Postby BillWood » Sat Mar 06, 2010 4:40 am

A few more notes : ) beginning/archeés principle, Commencement, rule, chief in time/place or rank, basically I take this as from the beginning of 'time' or even before time began. We have heard/akeekóamen Noised, be reported, understand, come to the ears, hear or give audience. Have seen/heoorákamen To stare at, to discern clearly, to attend to, a hebraism (to experience) toís, these are giving me the idea of factual things, these, that, which etc. Calling attention to verifiable people places and things to which John is attesting to. Eyes/ofthalmoís vision, insight sight another no brainer I think. Our/heemoón our company, we, us. Meaning more then one, the proof is in the numbers and John is verifying again. : ) We have looked upon/etheasámetha Again, more then one person is involved in this witnessing or this person's existence et cetera. We have looked upon, to look closely at, perceive, visit or behold. Hands/cheíres These were the tools or implementations to handle the Christ. Our/heemoón not someone else's reports but this company of people John is speaking for in this instance. Have handled/epseeláfeesan referring to those hands that have handled the evidence. Concerning/peri Word/Logou tas/of life/Zooeé Was manifested/efaneroóthee or made known.
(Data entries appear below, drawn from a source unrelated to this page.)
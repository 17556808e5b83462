//! Attribute encoding into a dense feature matrix.
//!
//! The column schema is derived from the batch itself and recomputed on every
//! call:
//!
//! 1. Collect the union of attribute keys and sort them lexicographically.
//! 2. Classify each key by the first non-null value found in input order.
//! 3. Encode each key into one or more columns:
//!    - Boolean → one column, 1.0/0.0 (missing → 0.0)
//!    - Numerical → one column, standardized to zero mean and unit variance
//!      (missing → 0.0 before standardization)
//!    - Categorical → one-hot over the sorted distinct text values, columns
//!      named `key=value` (missing → all zeros)
//! 4. If no columns result, emit a single unnamed all-zero filler column.
//!
//! Values whose type differs from the key's first-seen kind are coerced into
//! that kind rather than rejected. See [`AttributeKind`] for the rules.

use std::collections::{BTreeMap, BTreeSet};

use serde::{Deserialize, Serialize};
use tracing::{debug, warn};

use crate::config::constants::numeric::ZERO_VARIANCE_EPSILON;
use crate::types::{AttributeValue, Attributes};

// =============================================================================
// Schema
// =============================================================================

/// Encoding chosen for an attribute key.
///
/// Coercion of values that do not match the key's kind:
///
/// | Kind | `Bool(b)` | `Number(x)` | `Text(s)` | null / missing |
/// |------|-----------|-------------|-----------|----------------|
/// | Boolean | `b` | `x != 0` | `s` non-empty | 0.0 |
/// | Numerical | 1.0 / 0.0 | `x` | parsed finite number, else 0.0 | 0.0 |
/// | Categorical | all zero | all zero | one-hot | all zero |
#[derive(Debug, Clone, Copy, PartialEq, Eq, Hash, Serialize, Deserialize)]
#[serde(rename_all = "snake_case")]
pub enum AttributeKind {
    /// Encoded as 1.0 / 0.0.
    Boolean,
    /// Encoded raw, then standardized column-wise.
    Numerical,
    /// One-hot encoded over observed text values.
    Categorical,
}

impl AttributeKind {
    /// Kind implied by a single value.
    pub fn of(value: &AttributeValue) -> Self {
        match value {
            AttributeValue::Bool(_) => AttributeKind::Boolean,
            AttributeValue::Number(_) => AttributeKind::Numerical,
            AttributeValue::Text(_) => AttributeKind::Categorical,
        }
    }
}

/// Schema of a single attribute key.
#[derive(Debug, Clone, PartialEq, Serialize, Deserialize)]
pub struct KeySchema {
    /// Attribute key.
    pub key: String,
    /// Kind decided by the first non-null value.
    pub kind: AttributeKind,
    /// Sorted distinct text values; empty unless categorical.
    pub categories: Vec<String>,
    /// False when the key never carried a non-null value.
    pub observed: bool,
}

impl KeySchema {
    /// Number of feature columns this key produces.
    pub fn width(&self) -> usize {
        match self.kind {
            AttributeKind::Boolean | AttributeKind::Numerical => 1,
            AttributeKind::Categorical => self.categories.len(),
        }
    }

    /// Column names in output order.
    pub fn column_names(&self) -> Vec<String> {
        match self.kind {
            AttributeKind::Boolean | AttributeKind::Numerical => vec![self.key.clone()],
            AttributeKind::Categorical => self
                .categories
                .iter()
                .map(|value| format!("{}={}", self.key, value))
                .collect(),
        }
    }
}

/// Column schema derived from one batch.
#[derive(Debug, Clone, Default, PartialEq, Serialize, Deserialize)]
pub struct AttributeSchema {
    keys: Vec<KeySchema>,
}

impl AttributeSchema {
    /// Derive the schema from attribute maps in input order.
    pub fn infer(rows: &[&Attributes]) -> Self {
        let all_keys: BTreeSet<&str> = rows
            .iter()
            .flat_map(|attrs| attrs.keys().map(String::as_str))
            .collect();

        let keys = all_keys
            .into_iter()
            .map(|key| {
                let first = rows
                    .iter()
                    .find_map(|attrs| attrs.get(key).and_then(Option::as_ref));

                let Some(first) = first else {
                    warn!(key, "Attribute key has no non-null value; encoding as empty categorical");
                    return KeySchema {
                        key: key.to_owned(),
                        kind: AttributeKind::Categorical,
                        categories: Vec::new(),
                        observed: false,
                    };
                };

                let kind = AttributeKind::of(first);
                let categories = match kind {
                    AttributeKind::Categorical => rows
                        .iter()
                        .filter_map(|attrs| match attrs.get(key) {
                            Some(Some(AttributeValue::Text(s))) => Some(s.clone()),
                            _ => None,
                        })
                        .collect::<BTreeSet<_>>()
                        .into_iter()
                        .collect(),
                    _ => Vec::new(),
                };

                KeySchema {
                    key: key.to_owned(),
                    kind,
                    categories,
                    observed: true,
                }
            })
            .collect();

        Self { keys }
    }

    /// Per-key schemas in column order.
    pub fn keys(&self) -> &[KeySchema] {
        &self.keys
    }

    /// Total number of feature columns, excluding any filler column.
    pub fn width(&self) -> usize {
        self.keys.iter().map(KeySchema::width).sum()
    }

    /// All column names in order.
    pub fn column_names(&self) -> Vec<String> {
        self.keys.iter().flat_map(KeySchema::column_names).collect()
    }
}

// =============================================================================
// Feature matrix
// =============================================================================

/// Dense N x A attribute features, one row per record in input order.
#[derive(Debug, Clone, PartialEq, Serialize)]
pub struct FeatureMatrix {
    columns: Vec<String>,
    rows: Vec<Vec<f64>>,
    filler: bool,
}

impl FeatureMatrix {
    /// Column names. Empty when the matrix holds only the filler column.
    pub fn columns(&self) -> &[String] {
        &self.columns
    }

    /// Row-major values.
    pub fn rows(&self) -> &[Vec<f64>] {
        &self.rows
    }

    /// Number of rows.
    pub fn len(&self) -> usize {
        self.rows.len()
    }

    /// True when there are no rows.
    pub fn is_empty(&self) -> bool {
        self.rows.is_empty()
    }

    /// Number of columns, counting the filler column.
    pub fn width(&self) -> usize {
        if self.filler {
            1
        } else {
            self.columns.len()
        }
    }

    /// True when no attribute produced a column and a zero column stands in.
    pub fn is_filler(&self) -> bool {
        self.filler
    }

    /// Values of the named column, if present.
    pub fn column(&self, name: &str) -> Option<Vec<f64>> {
        let j = self.columns.iter().position(|c| c == name)?;
        Some(self.rows.iter().map(|row| row[j]).collect())
    }
}

// =============================================================================
// Encoder
// =============================================================================

/// Turns per-record attribute maps into a [`FeatureMatrix`].
///
/// Stateless: the schema and the numeric scaling are derived from the batch
/// passed to [`encode`](Self::encode) and discarded afterwards.
///
/// # Example
///
/// ```
/// use convo_cluster_core::encoding::AttributeEncoder;
/// use convo_cluster_core::types::{AttributeValue, Attributes};
///
/// let mut a = Attributes::new();
/// a.insert("tier".into(), Some(AttributeValue::from("gold")));
/// let mut b = Attributes::new();
/// b.insert("tier".into(), Some(AttributeValue::from("free")));
///
/// let matrix = AttributeEncoder::new().encode(&[&a, &b]);
/// assert_eq!(matrix.columns(), ["tier=free", "tier=gold"]);
/// assert_eq!(matrix.rows()[0], vec![0.0, 1.0]);
/// ```
#[derive(Debug, Clone, Copy, Default)]
pub struct AttributeEncoder;

impl AttributeEncoder {
    /// Create an encoder.
    pub fn new() -> Self {
        Self
    }

    /// Infer the schema from `rows` and encode them.
    pub fn encode(&self, rows: &[&Attributes]) -> FeatureMatrix {
        let schema = AttributeSchema::infer(rows);
        self.encode_with_schema(&schema, rows)
    }

    /// Encode `rows` against an already inferred schema.
    pub fn encode_with_schema(&self, schema: &AttributeSchema, rows: &[&Attributes]) -> FeatureMatrix {
        let n = rows.len();

        if schema.width() == 0 {
            debug!(
                records = n,
                keys = schema.keys().len(),
                "No attribute columns; using zero filler column"
            );
            return FeatureMatrix {
                columns: Vec::new(),
                rows: vec![vec![0.0]; n],
                filler: true,
            };
        }

        let mut columns: Vec<Vec<f64>> = Vec::with_capacity(schema.width());
        let mut coerced: BTreeMap<&str, usize> = BTreeMap::new();

        for key_schema in schema.keys() {
            let key = key_schema.key.as_str();
            let values = rows.iter().map(|attrs| attrs.get(key).and_then(Option::as_ref));

            match key_schema.kind {
                AttributeKind::Boolean => {
                    let column = values
                        .map(|value| match value {
                            None => 0.0,
                            Some(v) => {
                                if AttributeKind::of(v) != AttributeKind::Boolean {
                                    *coerced.entry(key).or_default() += 1;
                                }
                                if truthy(v) {
                                    1.0
                                } else {
                                    0.0
                                }
                            }
                        })
                        .collect();
                    columns.push(column);
                }
                AttributeKind::Numerical => {
                    let mut column: Vec<f64> = values
                        .map(|value| match value {
                            None => 0.0,
                            Some(v) => {
                                if AttributeKind::of(v) != AttributeKind::Numerical {
                                    *coerced.entry(key).or_default() += 1;
                                }
                                as_number(v)
                            }
                        })
                        .collect();
                    standardize(&mut column);
                    columns.push(column);
                }
                AttributeKind::Categorical => {
                    let values: Vec<Option<&AttributeValue>> = values.collect();
                    for value in values.iter().flatten() {
                        if AttributeKind::of(value) != AttributeKind::Categorical {
                            *coerced.entry(key).or_default() += 1;
                        }
                    }
                    for category in &key_schema.categories {
                        let column = values
                            .iter()
                            .map(|value| match value {
                                Some(AttributeValue::Text(s)) if s == category => 1.0,
                                _ => 0.0,
                            })
                            .collect();
                        columns.push(column);
                    }
                }
            }
        }

        for (key, count) in &coerced {
            warn!(
                key,
                count,
                "Attribute values coerced into the key's first-seen kind"
            );
        }

        let width = columns.len();
        let matrix_rows = (0..n)
            .map(|i| columns.iter().map(|column| column[i]).collect())
            .collect();

        debug!(
            records = n,
            keys = schema.keys().len(),
            columns = width,
            "Encoded attribute feature matrix"
        );

        FeatureMatrix {
            columns: schema.column_names(),
            rows: matrix_rows,
            filler: false,
        }
    }
}

fn truthy(value: &AttributeValue) -> bool {
    match value {
        AttributeValue::Bool(b) => *b,
        AttributeValue::Number(x) => *x != 0.0,
        AttributeValue::Text(s) => !s.is_empty(),
    }
}

fn as_number(value: &AttributeValue) -> f64 {
    let raw = match value {
        AttributeValue::Bool(b) => f64::from(u8::from(*b)),
        AttributeValue::Number(x) => *x,
        AttributeValue::Text(s) => s.trim().parse::<f64>().unwrap_or(0.0),
    };
    // "inf", "NaN" and "1e400" all parse.
    if raw.is_finite() {
        raw
    } else {
        0.0
    }
}

/// Standardize in place with the population standard deviation.
///
/// The column is first divided by its largest magnitude so that sums cannot
/// overflow; standardization is scale-invariant, so the result is unchanged.
/// Columns whose scaled standard deviation is at most
/// [`ZERO_VARIANCE_EPSILON`] are set to 0.0, as is any column that still
/// produces a non-finite value.
fn standardize(column: &mut [f64]) {
    let scale = column
        .iter()
        .filter(|x| x.is_finite())
        .fold(0.0_f64, |acc, x| acc.max(x.abs()));
    if column.is_empty() || scale == 0.0 || column.iter().any(|x| !x.is_finite()) {
        column.iter_mut().for_each(|x| *x = 0.0);
        return;
    }

    let n = column.len() as f64;
    column.iter_mut().for_each(|x| *x /= scale);
    let mean = column.iter().sum::<f64>() / n;
    let variance = column.iter().map(|x| (x - mean).powi(2)).sum::<f64>() / n;
    let std = variance.sqrt();

    if !std.is_finite() || std <= ZERO_VARIANCE_EPSILON {
        column.iter_mut().for_each(|x| *x = 0.0);
        return;
    }
    for x in column.iter_mut() {
        *x = (*x - mean) / std;
    }
}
Guess that is enough for tonight, we got back late, watched medium and I've got eleven other excuses.
But I did start : )
I'd like to learn how to type the Greek words now instead of copying and pasting the transliterations : ) Also am a little confused with the parsing, I found two sets of abbreviations for the declentions, and took a back seat to the subject for the moment, as these did not totally agree : ) OR I am reading them wrong, so cheat sheets can get you into trouble : ) : ) : ) Anyways, if I figure this out, will report some on the parsing too...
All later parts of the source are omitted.